Heat capacities of tert-butyl chloride and 2,2-dichloropropane were measured with adiabatic calorimeters in
the temperature ranges between 13 and 300 K and between 6 and 300 K, respectively, and the standard
thermodynamic functions were evaluated. In a series of compounds, (CH3)
n
CCl4
-
n
(n = 0−4), the absolute
entropy, after subtraction of the contribution due to the exchange between positions of the methyl group and
chlorine atom within each molecule, showed its n dependence of a curve with a downward convex in both
the plastically crystalline and liquid phases. The volume per molecule, as taken from literature data, showed
its n dependence of a curve with a similar downward convex in both phases. These were interpreted to indicate
that the positional and/or orientational short-range order of molecules develops with the increasing deviation
of the molecular shape from spherical in both phases.

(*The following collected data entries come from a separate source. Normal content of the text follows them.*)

//! Scrapyard main entry point
//!
//! This is the command-line interface for running scrap tasks described in a
//! TOML file.

use anyhow::Context;
use clap::Parser;
use scrapyard::config::{load_config_with_hash, Config, OutputConfig, TransportKind};
use scrapyard::crawler;
use std::path::PathBuf;
use tracing_subscriber::EnvFilter;

/// Scrapyard: a queue-driven web scraper
///
/// Scrapyard fetches the seed URLs of every configured scrap, extracts one
/// record per matched item with CSS selectors, follows pagination links and
/// writes the records to JSON, CSV, SQLite or the log.
#[derive(Parser, Debug)]
#[command(name = "scrapyard")]
#[command(version)]
#[command(about = "A queue-driven web scraper", long_about = None)]
struct Cli {
    /// Path to TOML configuration file
    #[arg(value_name = "CONFIG")]
    config: PathBuf,

    /// Increase logging verbosity (-v, -vv, -vvv)
    #[arg(short, long, action = clap::ArgAction::Count)]
    verbose: u8,

    /// Suppress non-error output
    #[arg(short, long, conflicts_with = "verbose")]
    quiet: bool,

    /// Validate config and show what would be scraped without fetching anything
    #[arg(long)]
    dry_run: bool,
}

#[tokio::main]
async fn main() -> anyhow::Result<()> {
    let cli = Cli::parse();

    setup_logging(cli.verbose, cli.quiet);

    tracing::info!("Loading configuration from: {}", cli.config.display());
    let (config, config_hash) = load_config_with_hash(&cli.config)
        .with_context(|| format!("Failed to load configuration {}", cli.config.display()))?;
    tracing::info!("Configuration loaded successfully (hash: {})", config_hash);

    if cli.dry_run {
        handle_dry_run(&config);
        return Ok(());
    }

    handle_scrape(&config).await
}

/// Sets up the logging/tracing subscriber based on verbosity level
fn setup_logging(verbose: u8, quiet: bool) {
    let filter = if quiet {
        EnvFilter::new("error")
    } else {
        match verbose {
            0 => EnvFilter::new("scrapyard=info,warn"),
            1 => EnvFilter::new("scrapyard=debug,info"),
            2 => EnvFilter::new("scrapyard=trace,debug"),
            _ => EnvFilter::new("trace"),
        }
    };

    tracing_subscriber::fmt()
        .with_env_filter(filter)
        .with_target(false)
        .with_thread_ids(false)
        .with_file(false)
        .init();
}

fn describe_output(output: &OutputConfig) -> String {
    match output {
        OutputConfig::Json { path } => format!("json -> {}", path),
        OutputConfig::Csv { path, delimiter } => {
            format!("csv -> {} (delimiter '{}')", path, delimiter)
        }
        OutputConfig::Sqlite { path, table } => format!("sqlite -> {} (table {})", path, table),
        OutputConfig::Log => "log".to_string(),
    }
}

/// Handles the --dry-run mode: shows the validated plan
fn handle_dry_run(config: &Config) {
    println!("=== Scrapyard Dry Run ===\n");

    println!("Engine:");
    match config.engine.transport {
        TransportKind::Http => {
            println!("  Transport: http");
            println!("  User agent: {}", config.http.user_agent);
            println!("  Timeout: {}s", config.http.timeout_secs);
        }
        TransportKind::Browser => {
            let browser = config.browser.clone().unwrap_or_default();
            match &browser.remote_url {
                Some(remote) => println!("  Transport: browser (remote {})", remote),
                None => println!(
                    "  Transport: browser (local Chrome, headless={})",
                    browser.headless
                ),
            }
            println!("  Wait after request: {}ms", browser.wait_after_request_ms);
        }
    }
    println!("  Retry limit: {}", config.engine.retry_limit);

    println!("\nScraps ({}):", config.scraps.len());
    for scrap in &config.scraps {
        println!(
            "  - {} ({} seeds, retry limit {})",
            scrap.name,
            scrap.seeds.len(),
            scrap.retry_limit.unwrap_or(config.engine.retry_limit)
        );
        for seed in &scrap.seeds {
            println!("    * {}", seed);
        }
        let fields: Vec<&str> = scrap.fields.iter().map(|f| f.name.as_str()).collect();
        println!("    fields: {}", fields.join(", "));
        if let Some(follow) = &scrap.follow_selector {
            println!("    follows: {}", follow);
        }
        for output in &scrap.outputs {
            println!("    output: {}", describe_output(output));
        }
    }

    println!("\n✓ Configuration is valid");
    println!(
        "✓ Would start scraping with {} seed URLs",
        config.scraps.iter().map(|s| s.seeds.len()).sum::<usize>()
    );
}

/// Handles the main scrape operation and prints a per-task report
async fn handle_scrape(config: &Config) -> anyhow::Result<()> {
    let seed_count: usize = config.scraps.iter().map(|s| s.seeds.len()).sum();
    tracing::info!(
        "Scraps: {}, total seed URLs: {}",
        config.scraps.len(),
        seed_count
    );

    let engine = crawler::run(config).await.context("Scrape failed")?;

    println!("=== Scrapyard Summary ===\n");
    for task in engine.tasks() {
        let stats = task.stats();
        println!("{}:", task.name());
        println!("  Pages fetched: {}", stats.fetched);
        println!("  Failed attempts: {}", stats.fetch_failures);
        println!("  Dropped requests: {}", stats.dropped);
        println!("  Records written: {}", stats.records_written);
    }

    let failed: Vec<_> = engine.failed_requests().collect();
    if !failed.is_empty() {
        println!("\nFailed URLs ({}):", failed.len());
        for (task, failure) in failed {
            println!(
                "  [{}] {} after {} attempt(s): {} ({})",
                task,
                failure.request.url(),
                failure.request.fail_count(),
                failure.error,
                failure.failed_at.format("%Y-%m-%d %H:%M:%S")
            );
        }
    }

    tracing::info!("Scrape completed successfully");
    Ok(())
}
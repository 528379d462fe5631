use eyre::Result;

use crate::history::HistoryEntry;
use crate::orchestrator::SummaryResult;

const WORDS_PER_MINUTE: usize = 200;

/// Estimated reading time, rounded up to whole minutes
pub fn reading_time_minutes(text: &str) -> usize {
    text.split_whitespace().count().div_ceil(WORDS_PER_MINUTE)
}

/// Render a summary with a short header
pub fn render_text(result: &SummaryResult) -> String {
    let meta = result.metadata.as_ref();
    let title = meta.and_then(|m| m.title.as_deref()).unwrap_or("Unknown Video");
    let mut header = format!("{title} ({})", result.video_id);
    if let Some(author) = meta.and_then(|m| m.author.as_deref()) {
        header.push_str(&format!("\nChannel: {author}"));
    }

    let mut notes = vec![
        format!("{} summary", result.level),
        format!("{} min read", reading_time_minutes(&result.text)),
    ];
    if result.fallback {
        notes.push("template fallback".to_string());
    } else if !result.used_transcript {
        notes.push("no transcript".to_string());
    }

    format!("{header}\n[{}]\n\n{}", notes.join(", "), result.text)
}

/// Render a summary as pretty-printed JSON
pub fn render_json(result: &SummaryResult) -> Result<String> {
    Ok(serde_json::to_string_pretty(result)?)
}

/// Render history newest first with 1-based positions
pub fn render_history<'a>(entries: impl Iterator<Item = &'a HistoryEntry>) -> String {
    let lines: Vec<String> = entries
        .enumerate()
        .map(|(i, e)| {
            let star = if e.is_favorite { "*" } else { " " };
            format!(
                "{:>2}. {star} {} [{}] {} ({})",
                i + 1,
                e.timestamp.format("%Y-%m-%d %H:%M"),
                e.level,
                e.title,
                e.url
            )
        })
        .collect();

    if lines.is_empty() {
        "No history yet.".to_string()
    } else {
        lines.join("\n")
    }
}
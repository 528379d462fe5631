use std::sync::Arc;

use async_trait::async_trait;
use log::{debug, info, warn};
use serde::{Deserialize, Serialize};

use crate::metadata::VideoMetadata;
use crate::{Error, Result, VideoId};

const DEFAULT_API_BASE: &str = "https://generativelanguage.googleapis.com/v1beta";
pub const DEFAULT_MODEL: &str = "gemini-2.5-flash";

/// Transcript excerpt cutoff, in characters
pub const TRANSCRIPT_EXCERPT_CHARS: usize = 4000;

const API_KEY_HEADER: &str = "x-goog-api-key";

const TEMPERATURE: f64 = 0.8;
const TOP_P: f64 = 0.95;
const MAX_OUTPUT_TOKENS: u32 = 2048;

const UNKNOWN_TITLE: &str = "Unknown Title";
const UNKNOWN_CHANNEL: &str = "Unknown Channel";

/// How long the summary should be
#[derive(Debug, Clone, Copy, Default, PartialEq, Eq, Serialize, Deserialize, clap::ValueEnum)]
#[serde(rename_all = "lowercase")]
pub enum DetailLevel {
    Brief,
    #[default]
    Medium,
    Detailed,
}

impl DetailLevel {
    fn directive(self) -> &'static str {
        match self {
            DetailLevel::Brief => "Provide a 2-3 sentence summary explaining what this video teaches.",
            DetailLevel::Medium => {
                "Write a 2-3 paragraph summary covering main topics, what viewers learn, and who should watch."
            }
            DetailLevel::Detailed => {
                "Write a 4-5 paragraph comprehensive analysis including detailed concepts, takeaways, and target audience."
            }
        }
    }
}

impl std::fmt::Display for DetailLevel {
    fn fmt(&self, f: &mut std::fmt::Formatter<'_>) -> std::fmt::Result {
        match self {
            DetailLevel::Brief => write!(f, "brief"),
            DetailLevel::Medium => write!(f, "medium"),
            DetailLevel::Detailed => write!(f, "detailed"),
        }
    }
}

impl std::str::FromStr for DetailLevel {
    type Err = String;

    fn from_str(s: &str) -> std::result::Result<Self, Self::Err> {
        match s.trim().to_ascii_lowercase().as_str() {
            "brief" => Ok(DetailLevel::Brief),
            "medium" => Ok(DetailLevel::Medium),
            "detailed" => Ok(DetailLevel::Detailed),
            other => Err(format!("unknown detail level '{other}' (expected brief, medium or detailed)")),
        }
    }
}

/// Generated summary text and how it was produced
#[derive(Debug, Clone, PartialEq, Eq)]
pub struct Generated {
    pub text: String,
    pub fallback: bool,
}

/// A generative-text backend. Errors come back as `Error::GenerationFailed`.
#[async_trait]
pub trait TextGenerator: Send + Sync {
    async fn generate(&self, prompt: &str) -> Result<String>;
}

/// Produces summaries, calling the backend when one is configured and
/// falling back to fixed templates when none is.
#[derive(Clone, Default)]
pub struct SummaryGenerator {
    backend: Option<Arc<dyn TextGenerator>>,
}

impl SummaryGenerator {
    pub fn new(backend: Option<Arc<dyn TextGenerator>>) -> Self {
        Self { backend }
    }

    pub fn is_configured(&self) -> bool {
        self.backend.is_some()
    }

    pub async fn summarize(
        &self,
        video_id: &VideoId,
        level: DetailLevel,
        metadata: Option<&VideoMetadata>,
        transcript: Option<&str>,
    ) -> Result<Generated> {
        let Some(backend) = &self.backend else {
            warn!("No generative-text API key configured, using fallback summary for {video_id}");
            return Ok(Generated {
                text: fallback_summary(level, metadata),
                fallback: true,
            });
        };

        let prompt = build_prompt(level, metadata, transcript);
        debug!("Generating {level} summary for {video_id} ({} prompt chars)", prompt.len());

        let text = backend.generate(&prompt).await?;
        info!("Summary received for {video_id}, length: {}", text.len());
        Ok(Generated { text, fallback: false })
    }
}

fn title_of(metadata: Option<&VideoMetadata>) -> &str {
    metadata.and_then(|m| m.title.as_deref()).unwrap_or(UNKNOWN_TITLE)
}

fn author_of(metadata: Option<&VideoMetadata>) -> &str {
    metadata.and_then(|m| m.author.as_deref()).unwrap_or(UNKNOWN_CHANNEL)
}

/// First `TRANSCRIPT_EXCERPT_CHARS` characters, cut without regard for word boundaries
pub fn transcript_excerpt(transcript: &str) -> &str {
    match transcript.char_indices().nth(TRANSCRIPT_EXCERPT_CHARS) {
        Some((idx, _)) => &transcript[..idx],
        None => transcript,
    }
}

/// Build the single instruction sent to the generative-text backend
pub fn build_prompt(level: DetailLevel, metadata: Option<&VideoMetadata>, transcript: Option<&str>) -> String {
    let excerpt = transcript
        .map(|t| format!("TRANSCRIPT EXCERPT: {}", transcript_excerpt(t)))
        .unwrap_or_default();

    format!(
        "Analyze this YouTube video:\n\n\
         TITLE: \"{title}\"\n\
         CHANNEL: \"{channel}\"\n\n\
         {excerpt}\n\n\
         {directive}\n\n\
         Be specific about content based on the title and transcript (if available). Write directly without preamble.",
        title = title_of(metadata),
        channel = author_of(metadata),
        directive = level.directive(),
    )
}

/// Deterministic summary used when no backend is configured
pub fn fallback_summary(level: DetailLevel, metadata: Option<&VideoMetadata>) -> String {
    let title = title_of(metadata);
    let channel = author_of(metadata);

    match level {
        DetailLevel::Brief => format!(
            "\"{title}\" by {channel} explains the topic in a clear, concise manner, covering the key concepts \
             and providing valuable insights for viewers."
        ),
        DetailLevel::Medium => format!(
            "\"{title}\" by {channel} provides comprehensive coverage of the subject. The video explores the main \
             concepts, explains important details, and offers practical knowledge that viewers can apply. This \
             content is valuable for anyone interested in learning more about this topic."
        ),
        DetailLevel::Detailed => format!(
            "\"{title}\" is a detailed video by {channel} that thoroughly explores the subject matter. The content \
             covers fundamental concepts, provides in-depth explanations, and offers practical insights that enhance \
             understanding. The presentation is structured to progressively build knowledge, making it accessible \
             for various skill levels. This video serves as a valuable resource for viewers seeking to deepen their \
             expertise in this area."
        ),
    }
}

/// Google Gemini `generateContent` backend
pub struct GeminiClient {
    client: reqwest::Client,
    api_key: String,
    model: String,
    api_base: String,
}

impl GeminiClient {
    pub fn new(client: reqwest::Client, api_key: impl Into<String>, model: impl Into<String>) -> Self {
        Self::with_api_base(client, api_key, model, DEFAULT_API_BASE)
    }

    pub fn with_api_base(
        client: reqwest::Client,
        api_key: impl Into<String>,
        model: impl Into<String>,
        api_base: impl Into<String>,
    ) -> Self {
        Self {
            client,
            api_key: api_key.into(),
            model: model.into(),
            api_base: api_base.into(),
        }
    }
}

#[async_trait]
impl TextGenerator for GeminiClient {
    async fn generate(&self, prompt: &str) -> Result<String> {
        debug!("Calling Gemini API with model {}", self.model);

        let url = format!("{}/models/{}:generateContent", self.api_base, self.model);
        let body = serde_json::json!({
            "contents": [
                {
                    "parts": [{ "text": prompt }]
                }
            ],
            "generationConfig": {
                "temperature": TEMPERATURE,
                "maxOutputTokens": MAX_OUTPUT_TOKENS,
                "topP": TOP_P
            }
        });

        let resp = self
            .client
            .post(&url)
            .header(API_KEY_HEADER, &self.api_key)
            .header("Content-Type", "application/json")
            .json(&body)
            .send()
            .await
            .map_err(|e| Error::GenerationFailed(format!("Gemini API request failed: {e}")))?;

        let status = resp.status();
        debug!("Gemini API response status: {status}");

        if !status.is_success() {
            let body = resp.text().await.unwrap_or_default();
            let reason = serde_json::from_str::<serde_json::Value>(&body)
                .ok()
                .and_then(|json| extract_gemini_error(&json))
                .unwrap_or_else(|| status.canonical_reason().unwrap_or("unknown error").to_string());
            return Err(Error::GenerationFailed(format!("Gemini API failed: {reason}")));
        }

        let json: serde_json::Value = resp
            .json()
            .await
            .map_err(|e| Error::GenerationFailed(format!("Gemini API returned malformed JSON: {e}")))?;
        extract_gemini_text(&json)
    }
}

fn extract_gemini_text(json: &serde_json::Value) -> Result<String> {
    json.get("candidates")
        .and_then(|c| c.get(0))
        .and_then(|c| c.get("content"))
        .and_then(|c| c.get("parts"))
        .and_then(|p| p.get(0))
        .and_then(|p| p.get("text"))
        .and_then(|t| t.as_str())
        .map(str::trim)
        .filter(|t| !t.is_empty())
        .map(str::to_string)
        .ok_or_else(|| Error::GenerationFailed("unexpected Gemini API response format".to_string()))
}

fn extract_gemini_error(json: &serde_json::Value) -> Option<String> {
    json.get("error")
        .and_then(|e| e.get("message"))
        .and_then(|m| m.as_str())
        .map(str::to_string)
}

Taking also into consideration the fact that the entropy
of fusion decreased gradually as the shape of molecule deviated from a spherical one, it is indicated further
that the development is more remarkable in the liquid phase without any long-range order than in the plastically
crystalline phase with long-range positional order of molecules. It follows, from these considerations for
nonspherical molecules, that provided a particular molecule is fixed in its orientation, the time-averaged
orientational configuration of the surrounding molecules would not fulfill, at the lattice site of the particular
molecule, the site symmetry expected from the space group of the plastically crystalline phase.